EXERCISE OBJECTIVE:
Beginning with the first line below, please restate each line exactly, down to and including the line containing "for large files".

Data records

===

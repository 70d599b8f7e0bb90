//! fs-explorer: a read-only filesystem explorer speaking the Model Context
//! Protocol (MCP).
//!
//! # Architecture
//!
//! 1. **MCP Layer** (`mcp`) - Session protocol core: codec, negotiation,
//!    registry, dispatcher, subscriptions, bidirectional sampling, and the
//!    provider (`McpServer`) and controller (`McpClient`) session loops
//! 2. **Chunk Layer** (`chunks`) - Deterministic chunk addressing for large files
//! 3. **Tools Layer** (`tools`) - Directory listing, text search, capability probes
//! 4. **Catalog** (`catalog`) - Wires tools, prompts and resources into a registry
//! 5. **Support** - `config`, `watcher`, `metrics`
//!
//! # Features
//!
//! - **Capability negotiation**: version check and capability intersection at handshake
//! - **Chunked resources**: `fs://chunks/{file}` manifests and `fs://chunk/{file}/{i}` slices
//! - **Subscriptions**: per-URI change notifications fed by a file watcher
//! - **Sampling**: tools may ask the controller's model for completions mid-call

pub mod catalog;
pub mod chunks;
pub mod config;
pub mod error;
pub mod mcp;
pub mod metrics;
pub mod tools;
pub mod watcher;

pub use error::{Error, Result};

/// Server version
pub const VERSION: &str = env!("CARGO_PKG_VERSION");

/// Default chunk size, in characters
pub const DEFAULT_CHUNK_SIZE: u64 = 1024;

===

YOUR RESPONSE:
repository 70d599b8f7e0bb90
//! fs-explorer: a read-only filesystem explorer speaking the Model Context
//! Protocol (MCP).
//!
//! # Architecture
//!
//! 1. **MCP Layer** (`mcp`) - Session protocol core: codec, negotiation,
//!    registry, dispatcher, subscriptions, bidirectional sampling, and the
//!    provider (`McpServer`) and controller (`McpClient`) session loops
//! 2. **Chunk Layer** (`chunks`) - Deterministic chunk addressing for large files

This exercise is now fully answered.